To summarize, this science fiction show is set in a fictional town of Eureka, Oregon. In the pilot, federal marshal Jack Carter (played by Colin Ferguson) and his teenaged daughter Zoe (played by Jordan Hinson) find themselves stranded there only to learn that the town is far from ordinary. It turns out the population is full of scientific geniuses most of whom work for the company Global Dynamics, an advanced research facility with ties to the government. After successfully investigating an experiment gone awry, Carter is re-assigned by his superiors as the new town sheriff.
Season one consists of twelve episodes in total, including the double-length pilot. Greg Germann plays Professor Warren King, director of Global Dynamics, in that debut. But when the show was picked up for a series, his character was replaced by Dr. Nathan Stark (played by Ed Quinn) as the head of operations. This was definitely a good move I think. Germann and Ferguson are both light haired and have similar genuinely likeable personalities; Quinn has dark hair and provided a better morally gray counterpoint to the town's do-the-right-thing sheriff.
The pilot definitely does a good job setting up characters and subplots that could be mined later as a series. The odd-ball Australian Jim Taggart (played by Matt Frewer who many from my generation would know from his title-character role in Max Headroom in the 80's), the tough as nails deputy Jo Lupo (played by Erica Cerra), the jack-of-all-trades Dr. Henry Deacon (played by Joe Morton), the often-overshadowed assistant Dr. Douglas Fargo (played by Neil Grayson), the attractive love interest in Department of Defense liaison Dr. Allison Blake (played by Salli Richardson-Whitfield) and the secretive town psychiatrist Beverly Barlowe (played by Debrah Farentino) are all established in that pilot.

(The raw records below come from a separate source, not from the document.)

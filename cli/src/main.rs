// Copyright (c) 2026 Tally Contributors. MIT License.
// See LICENSE for details.

//! # Tally Ledger Inspector
//!
//! Entry point for the `tally` binary. Parses CLI arguments, initializes
//! logging, opens the ledger file, and dispatches to the subcommand.
//!
//! The binary supports five subcommands:
//!
//! - `record`  — append a completed run to a player's chain
//! - `history` — print a player's chain (or the flattened view) as a table
//! - `verify`  — link-check and audit every chain, report altered rows
//! - `players` — roster with best level and run count
//! - `clear`   — delete the ledger file outright

mod cli;
mod logging;

use anyhow::{bail, Context, Result};
use clap::Parser;
use std::collections::BTreeSet;
use std::path::Path;

use tally_chain::hash::is_well_formed_hash;
use tally_chain::store::ChainStore;
use tally_chain::verify::{broken_links, hash_mismatches, verify_flattened};
use tally_chain::Block;

use cli::{Commands, TallyCli};
use logging::LogFormat;

fn main() -> Result<()> {
    let cli = TallyCli::parse();
    logging::init_logging(
        "tally=info,tally_chain=info",
        LogFormat::from_str_lossy(&cli.log_format),
    );

    let store = ChainStore::open(&cli.store)
        .with_context(|| format!("failed to open ledger at {}", cli.store.display()))?;

    match cli.command {
        Commands::Record(args) => record_run(store, args),
        Commands::History(args) => show_history(&store, args),
        Commands::Verify(args) => verify_ledger(&store, args),
        Commands::Players => show_players(&store),
        Commands::Clear(args) => clear_ledger(store, &cli.store, args),
    }
}

/// Appends one run and echoes the sealed block.
fn record_run(mut store: ChainStore, args: cli::RecordArgs) -> Result<()> {
    let block = store
        .append(
            args.player.as_deref(),
            args.level,
            args.duration,
            args.name.as_deref(),
        )
        .context("failed to record run")?;

    tracing::info!(
        player = args.player.as_deref().unwrap_or("(anonymous)"),
        level = block.level,
        "run recorded"
    );
    println!(
        "recorded run #{} — level {}, {}s",
        block.id.unwrap_or(0),
        block.level,
        block.duration
    );
    println!("  hash      {}", block.hash);
    println!("  prev_hash {}", block.prev_hash);
    Ok(())
}

/// Prints a chain as the table the game's records screen shows: id,
/// player, level, duration, status, and truncated hashes. Rows implicated
/// by the link check are marked ALTERED.
fn show_history(store: &ChainStore, args: cli::HistoryArgs) -> Result<()> {
    let (blocks, altered) = if args.all {
        let blocks = store.flattened();
        let altered = verify_flattened(store);
        (blocks, altered)
    } else {
        let blocks = store.history(args.player.as_deref());
        let altered = store.verify(args.player.as_deref());
        (blocks, altered)
    };

    if blocks.is_empty() {
        println!("no runs recorded");
        return Ok(());
    }

    println!(
        "{:<4} {:<16} {:<5} {:>9}  {:<8} {:<14} {:<14}",
        "ID", "Player", "Level", "Duration", "Status", "Hash", "PrevHash"
    );
    for (i, block) in blocks.iter().enumerate() {
        let status = if altered.contains(&(i + 1)) {
            "ALTERED"
        } else {
            "ok"
        };
        println!(
            "{:<4} {:<16} {:<5} {:>8}s  {:<8} {:<14} {:<14}",
            block.id.map_or_else(|| "-".to_string(), |id| id.to_string()),
            block.player_name.as_deref().unwrap_or("-"),
            block.level,
            block.duration,
            status,
            short_hash(&block.hash),
            short_hash(&block.prev_hash),
        );
    }
    Ok(())
}

/// Verifies every chain (or one player's) and prints the findings.
/// Exits nonzero when anything is altered, so scripts can gate on it.
fn verify_ledger(store: &ChainStore, args: cli::VerifyArgs) -> Result<()> {
    let mut tampered = false;

    if let Some(player) = args.player.as_deref() {
        let blocks = store.history(Some(player));
        tampered |= report_player(player, &blocks, args.links_only);
    } else {
        for player in store.players() {
            let blocks = store.history(Some(&player));
            tampered |= report_player(&player, &blocks, args.links_only);
        }
    }

    if tampered {
        bail!("ledger verification failed: altered blocks detected");
    }
    println!("ledger verified: every chain intact");
    Ok(())
}

/// Prints one player's verification line; returns true if anything was
/// flagged.
fn report_player(player: &str, blocks: &[Block], links_only: bool) -> bool {
    let links = broken_links(blocks);
    let content = if links_only {
        BTreeSet::new()
    } else {
        hash_mismatches(blocks)
    };

    if links.is_empty() && content.is_empty() {
        println!("{player:<24} intact ({} runs)", blocks.len());
        return false;
    }
    if !links.is_empty() {
        println!("{player:<24} broken links at positions {links:?}");
    }
    if !content.is_empty() {
        println!("{player:<24} content mismatch at positions {content:?}");
    }
    true
}

/// Prints the roster the game's players screen derives.
fn show_players(store: &ChainStore) -> Result<()> {
    let summaries = store.player_summaries();
    if summaries.is_empty() {
        println!("no players recorded");
        return Ok(());
    }
    println!("{:<24} {:<20} {:<10} {:<5}", "Key", "Name", "Best level", "Runs");
    for p in summaries {
        println!("{:<24} {:<20} {:<10} {:<5}", p.key, p.name, p.max_level, p.runs);
    }
    Ok(())
}

/// Deletes the ledger file. Refuses without `--yes`.
fn clear_ledger(mut store: ChainStore, path: &Path, args: cli::ClearArgs) -> Result<()> {
    if !args.yes {
        bail!("refusing to delete the ledger without --yes");
    }
    store
        .clear_all()
        .with_context(|| format!("failed to delete ledger at {}", path.display()))?;
    tracing::info!(path = %path.display(), "ledger cleared");
    println!("ledger cleared: {}", path.display());
    Ok(())
}

/// First 12 hex chars of a hash, enough to eyeball a link. A field that
/// doesn't look like a ledger digest at all is called out instead of
/// being truncated into something hash-shaped.
fn short_hash(hash: &str) -> String {
    if !is_well_formed_hash(hash) {
        return "(not a hash)".to_string();
    }
    let head: String = hash.chars().take(12).collect();
    format!("{head}…")
}

#[cfg(test)]
mod tests {
    use super::*;

    #[test]
    fn short_hash_truncates_digests() {
        let digest = "a".repeat(64);
        assert_eq!(short_hash(&digest), format!("{}…", "a".repeat(12)));
    }

    #[test]
    fn short_hash_flags_non_digests() {
        assert_eq!(short_hash("garbage"), "(not a hash)");
        assert_eq!(short_hash(&"A".repeat(64)), "(not a hash)");
    }
}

The second episode transitions smoothly into the series by expanding on a plot thread from the pilot. This makes sense as it was written too by the show creators Andrew Cosby and Jaime Paglia. As often happens in first seasons, episodes three though eight are all stand-alone tales. They keep the status quo of the series premise while slowly building upon the starting foundations. These ones do introduce some characters (like an old love-interest of Henry's and a US Senator with ties to Barlowe) that do come back into play later in the season. We are also introduced to the mysterious artifact that is the object of Stark's scientific obsession.
The final four episodes of the season really start to form a cohesive gel as subplots are strung along from one show to the next. By this point, the writers have gotten a better feel for the characters and have gotten the viewers to invest interest in them. We definitely see some development of the inter-personal relationships and some long-term ramifications of actions emerging. The final episode of the season definitely raises the stakes by putting two characters in an interesting position for the start of season 2.
With season 1, the show so far has done a good job at balancing the science aspects with humor. Ferguson's Carter is the everyman which viewers can relate to; his role allows the other characters to explain the scientific principles to the viewer in an acceptable fashion. I also like the occasional nods to classic sci-fi shows and movies that are occasionally sprinkled in - either through dialogue or visual bits (my favorite so far is in episode eleven with the pizza delivery guy).
Continuing through the remaining seasons will help tied me over until the new Fall TV seasons start up in September.